What does a flashing or blinking hourglass next to the cursor mean?

M

micky

What does a flashing or blinking hourglass next to the cursor mean?

It appears and disappears, every half second or so, but at an
inconsistent interval. It appears in a lot of programs, iirc at times
when the whole computer is running slowly. .
 
J

jim

micky said:
What does a flashing or blinking hourglass next to the cursor mean?

It appears and disappears, every half second or so, but at an
inconsistent interval. It appears in a lot of programs, iirc at times
when the whole computer is running slowly. .

Antivirus working ?
 
B

Ben Myers

micky said:
What does a flashing or blinking hourglass next to the cursor mean?

It appears and disappears, every half second or so, but at an
inconsistent interval.

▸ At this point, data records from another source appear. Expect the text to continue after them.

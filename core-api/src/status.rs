//! # Replication Status
//!
//! Observed state written exclusively by the reconcilers. Sources and
//! destinations share one status shape, [`ReplicationStatus`], parameterised
//! by the phase enum of their state machine.
//!
//! Everything a reconcile pass needs to resume an interrupted cycle lives
//! here or in the existence of child objects: the in-flight [`CycleState`]
//! is persisted before any child of the cycle is created.

use chrono::{DateTime, Utc};
use serde::{Deserialize, Serialize};
use std::fmt;

use crate::children::TypedLocalObjectReference;

/// Source state machine position.
#[derive(Debug, Clone, Copy, PartialEq, Eq, Default, Serialize, Deserialize)]
pub enum SourcePhase {
    #[default]
    Idle,
    Triggered,
    Snapshotting,
    Syncing,
    Completing,
    Error,
}

/// Destination state machine position.
#[derive(Debug, Clone, Copy, PartialEq, Eq, Default, Serialize, Deserialize)]
pub enum DestinationPhase {
    #[default]
    Idle,
    Provisioning,
    Receiving,
    Snapshotting,
    Completing,
    Error,
}

impl fmt::Display for SourcePhase {
    fn fmt(&self, f: &mut fmt::Formatter<'_>) -> fmt::Result {
        fmt::Debug::fmt(self, f)
    }
}

impl fmt::Display for DestinationPhase {
    fn fmt(&self, f: &mut fmt::Formatter<'_>) -> fmt::Result {
        fmt::Debug::fmt(self, f)
    }
}

// ============================================================================
// Conditions
// ============================================================================

#[derive(Debug, Clone, Copy, PartialEq, Eq, Hash, Serialize, Deserialize)]
pub enum ConditionType {
    Synchronizing,
    Reconciled,
    Error,
}

#[derive(Debug, Clone, Copy, PartialEq, Eq, Serialize, Deserialize)]
pub enum ConditionStatus {
    True,
    False,
    Unknown,
}

impl From<bool> for ConditionStatus {
    fn from(value: bool) -> Self {
        if value {
            ConditionStatus::True
        } else {
            ConditionStatus::False
        }
    }
}

#[derive(Debug, Clone, PartialEq, Eq, Serialize, Deserialize)]
#[serde(rename_all = "camelCase")]
pub struct Condition {
    #[serde(rename = "type")]
    pub condition_type: ConditionType,
    pub status: ConditionStatus,
    pub reason: String,
    #[serde(default)]
    pub message: String,
    pub last_transition_time: DateTime<Utc>,
}

/// Condition reasons shared by both reconcilers.
///
/// Error conditions use the failing error's own reason (for example
/// `UnknownMoverKind`) rather than one of these.
pub mod reasons {
    pub const SYNC_IN_PROGRESS: &str = "SyncInProgress";
    pub const WAITING_FOR_TRIGGER: &str = "WaitingForTrigger";
    pub const WAITING_FOR_SNAPSHOT: &str = "WaitingForSnapshot";
    pub const WAITING_FOR_VOLUME: &str = "WaitingForVolume";
    pub const PAUSED: &str = "Paused";
    pub const RECONCILED: &str = "Reconciled";
    pub const NO_ERROR: &str = "NoError";
    pub const RETRYING: &str = "Retrying";
}

// ============================================================================
// Cycle and mover bookkeeping
// ============================================================================

/// Durable progress marker of the cycle currently in flight.
#[derive(Debug, Clone, PartialEq, Eq, Serialize, Deserialize)]
#[serde(rename_all = "camelCase")]
pub struct CycleState {
    /// Unique per cycle; child object names derive from it.
    pub id: String,
    pub started_at: DateTime<Utc>,
    /// Manual token that started the cycle, consumed on completion.
    #[serde(default, skip_serializing_if = "Option::is_none")]
    pub manual_token: Option<String>,
    #[serde(default, skip_serializing_if = "Option::is_none")]
    pub snapshot: Option<String>,
    /// Volume the mover reads from (source) or writes to (destination).
    #[serde(default, skip_serializing_if = "Option::is_none")]
    pub working_volume: Option<String>,
    /// The mover reported the transfer as finished.
    #[serde(default, skip_serializing_if = "std::ops::Not::not")]
    pub transferred: bool,
}

/// Connection details published by an rsync destination.
#[derive(Debug, Clone, PartialEq, Eq, Default, Serialize, Deserialize)]
#[serde(rename_all = "camelCase")]
pub struct RsyncStatus {
    #[serde(default, skip_serializing_if = "Option::is_none")]
    pub address: Option<String>,
    #[serde(default, skip_serializing_if = "Option::is_none")]
    pub port: Option<u16>,
    #[serde(default, skip_serializing_if = "Option::is_none")]
    pub key_secret: Option<String>,
}

#[derive(Debug, Clone, PartialEq, Eq, Default, Serialize, Deserialize)]
#[serde(rename_all = "camelCase")]
pub struct ResticStatus {
    #[serde(default, skip_serializing_if = "Option::is_none")]
    pub last_pruned: Option<DateTime<Utc>>,
}

/// Mover-reported status fragment, merged into the parent's status.
#[derive(Debug, Clone, PartialEq, Eq, Default)]
pub struct MoverStatus {
    pub rsync: Option<RsyncStatus>,
    pub restic: Option<ResticStatus>,
}

impl MoverStatus {
    pub fn is_empty(&self) -> bool {
        self.rsync.is_none() && self.restic.is_none()
    }
}

// ============================================================================
// Status
// ============================================================================

#[derive(Debug, Clone, PartialEq, Eq, Default, Serialize, Deserialize)]
#[serde(rename_all = "camelCase")]
pub struct ReplicationStatus<P> {
    #[serde(default)]
    pub phase: P,
    #[serde(default, skip_serializing_if = "Option::is_none")]
    pub last_sync_time: Option<DateTime<Utc>>,
    #[serde(default, skip_serializing_if = "Option::is_none")]
    pub last_sync_start_time: Option<DateTime<Utc>>,
    /// Duration of the last completed cycle, in seconds.
    #[serde(default, skip_serializing_if = "Option::is_none")]
    pub last_sync_duration: Option<i64>,
    #[serde(default, skip_serializing_if = "Option::is_none")]
    pub next_sync_time: Option<DateTime<Utc>>,
    #[serde(default, skip_serializing_if = "Option::is_none")]
    pub latest_image: Option<TypedLocalObjectReference>,
    #[serde(default, skip_serializing_if = "Vec::is_empty")]
    pub conditions: Vec<Condition>,
    #[serde(default, skip_serializing_if = "Option::is_none")]
    pub last_manual_sync: Option<String>,
    #[serde(default, skip_serializing_if = "Option::is_none")]
    pub cycle: Option<CycleState>,
    #[serde(default, skip_serializing_if = "Option::is_none")]
    pub observed_generation: Option<i64>,
    /// Generation that failed permanently; no work until it changes.
    #[serde(default, skip_serializing_if = "Option::is_none")]
    pub suspended_generation: Option<i64>,
    #[serde(default, skip_serializing_if = "Option::is_none")]
    pub last_failure_time: Option<DateTime<Utc>>,
    /// Consecutive transient failures, drives backoff.
    #[serde(default)]
    pub retries: u32,
    #[serde(default, skip_serializing_if = "Option::is_none")]
    pub rsync: Option<RsyncStatus>,
    #[serde(default, skip_serializing_if = "Option::is_none")]
    pub restic: Option<ResticStatus>,
}

impl<P> ReplicationStatus<P> {
    pub fn condition(&self, condition_type: ConditionType) -> Option<&Condition> {
        self.conditions
            .iter()
            .find(|c| c.condition_type == condition_type)
    }

    pub fn is_condition_true(&self, condition_type: ConditionType) -> bool {
        self.condition(condition_type)
            .map_or(false, |c| c.status == ConditionStatus::True)
    }

    /// Insert or update a condition. The transition time only moves when the
    /// status value changes.
    pub fn set_condition(
        &mut self,
        condition_type: ConditionType,
        status: impl Into<ConditionStatus>,
        reason: &str,
        message: impl Into<String>,
        now: DateTime<Utc>,
    ) {
        let status = status.into();
        let message = message.into();

        match self
            .conditions
            .iter_mut()
            .find(|c| c.condition_type == condition_type)
        {
            Some(existing) => {
                if existing.status != status {
                    existing.last_transition_time = now;
                }
                existing.status = status;
                existing.reason = reason.to_string();
                existing.message = message;
            }
            None => self.conditions.push(Condition {
                condition_type,
                status,
                reason: reason.to_string(),
                message,
                last_transition_time: now,
            }),
        }
    }

    /// Record a completed cycle. `last_sync_time` never moves backwards.
    pub fn record_sync(&mut self, completed_at: DateTime<Utc>) {
        self.last_sync_time = Some(match self.last_sync_time {
            Some(previous) if previous > completed_at => previous,
            _ => completed_at,
        });
        if let Some(started) = self.last_sync_start_time {
            self.last_sync_duration = Some((completed_at - started).num_seconds().max(0));
        }
    }

    /// Whether a permanent failure suspended this generation.
    pub fn is_suspended(&self, generation: i64) -> bool {
        self.suspended_generation == Some(generation)
    }

    pub fn apply_mover_status(&mut self, update: MoverStatus) {
        if let Some(rsync) = update.rsync {
            self.rsync = Some(rsync);
        }
        if let Some(restic) = update.restic {
            self.restic = Some(restic);
        }
    }
}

It appears in a lot of programs, iirc at times
when the whole computer is running slowly. .

Possibly "Automatic Updates" running in the background.

Ben
 
P

Paul in Houston TX

micky said:
What does a flashing or blinking hourglass next to the cursor mean?

It appears and disappears, every half second or so, but at an
inconsistent interval. It appears in a lot of programs, iirc at times
when the whole computer is running slowly. .

It means that the computer is busy.
Use task manager to find out what.
You can probably kill many of the processes without the
computer shutting down.
 
P

Paul

Paul said:
It means that the computer is busy.
Use task manager to find out what.
You can probably kill many of the processes without the
computer shutting down.

You can add to that "Process Explorer", which has an "Interrupts"
entry near the top. That gives you one more counter to work with.

http://technet.microsoft.com/en-us/sysinternals/bb896653

It's also possible, in the case of a couple Dell computers,
for thermal throttling to make the CPU so slow, that any tiny
task makes the system "busy". But that would also show when
running an application, which would be dog slow. And that
doesn't show in Task Manager or Process Monitor. It has to be
inferred from the behavior. Or use CPU-Z and maybe you can
catch the actual CPU frequency that way. Throttling happens
on a lot of computers, but not the "Dell way", which was
overkill by about a factor of ten, and involved some
cleverness in design on Dells part. If the symptoms don't make
sense, throttling is a remote possibility.

If you see a svchost railing one core (staying in a loop),
there was a bug in Windows Update, caused by the depth of
recorded info about Internet Explorer patches. That seemed
to get fixed, but how it was fixed isn't clear. To stop
the symptoms (assuming you had a religious aversion to
completing all your Windows Updates), is to make sure the
"last Cumulative Update" for Internet Explorer browser is
installed. You don't have to be using Internet Explorer. Just
keep it patched, so the service in question doesn't go nuts.